Clerical Sexual Abuse Latest Revelations Implicate Gardai
The Murphy Report was published in 2009, following an investigation into child sexual abuse by priests in the Catholic archdiocese of Dublin. At the time of its publication, certain material was held back for legal reasons. The redacted Chapter 19was published in December 2010, and now Chapter 20 has been released and it paints a horrifying picture. The archbishops of Dublin were not only aware that their priests were raping children but, despite the impression they sought to create in subsequent years, were also fully aware that the activities of those priests were criminal in nature.
They failed to report the crimes to our national police force, but perhaps there was no point, since the report accuses that police force of connivance, of stifling complaints and failing to investigate others. It describes the decision by the Gardai to permit an abuser to leave the country as shocking. Crucially, it points out that, but for information uncovered in diocesan files, it would not have been aware of the Garda role in covering up the crimes of child sex abuse. In other words, our national police force failed to cooperate with the investigation of a monumental crime. This failure is not something that happened in the distant past. Within the last decade, senior gardai were conniving to frustrate an official investigation into the activities of sex-abusing clerics and it’s highly likely that many of these people are still in office.

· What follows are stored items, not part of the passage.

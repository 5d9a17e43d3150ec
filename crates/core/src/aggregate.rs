//! Dashboard aggregations over loaded track rows.
//!
//! Pure counting over the denormalized artist and genre arrays; the API
//! layer calls these after reading a playlist's rows back from the
//! per-user store.

use std::collections::HashMap;

use serde::Serialize;

use crate::record::PlaylistTrackRow;

/// A name with the number of tracks it appears on, ordered most-frequent
/// first.
#[derive(Debug, Clone, PartialEq, Eq, Serialize)]
pub struct NameCount {
    pub name: String,
    pub count: usize,
}

/// Count occurrences across tracks and return the `limit` most frequent.
///
/// Ties break alphabetically so the result is deterministic.
fn top_counts<'a, I>(values: I, limit: usize) -> Vec<NameCount>
where
    I: IntoIterator<Item = &'a str>,
{
    let mut counts: HashMap<&str, usize> = HashMap::new();
    for value in values {
        *counts.entry(value).or_insert(0) += 1;
    }
    let mut entries: Vec<(&str, usize)> = counts.into_iter().collect();
    entries.sort_by(|a, b| b.1.cmp(&a.1).then_with(|| a.0.cmp(b.0)));
    entries
        .into_iter()
        .take(limit)
        .map(|(name, count)| NameCount {
            name: name.to_string(),
            count,
        })
        .collect()
}

/// The `limit` most frequent artists across the given rows.
pub fn top_artists(rows: &[PlaylistTrackRow], limit: usize) -> Vec<NameCount> {
    top_counts(
        rows.iter()
            .flat_map(|r| r.artist_names.iter().map(String::as_str)),
        limit,
    )
}

/// The `limit` most frequent genres across the given rows.
pub fn top_genres(rows: &[PlaylistTrackRow], limit: usize) -> Vec<NameCount> {
    top_counts(
        rows.iter()
            .flat_map(|r| r.track_genres.iter().map(String::as_str)),
        limit,
    )
}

Coming in a week when we learn that a member of our parliament wrote to a bishop before voting on a government bill, this is highly disturbing. To what extent does this official deference still survive?
Read more at
http://bocktherobber.com/2013/07/clerical-child-abuse-redacted-patrick-mccabe/
Posted on July 15, 2013, in Catholic, Crime, Government, politics, Religion and tagged Catholicism, Child sexual abuse, Crime, Dublin, Garda Síochána, Irish News, Murphy Report, Police, Roman Catholic Archdiocese of Dublin. Bookmark the permalink. Leave a comment.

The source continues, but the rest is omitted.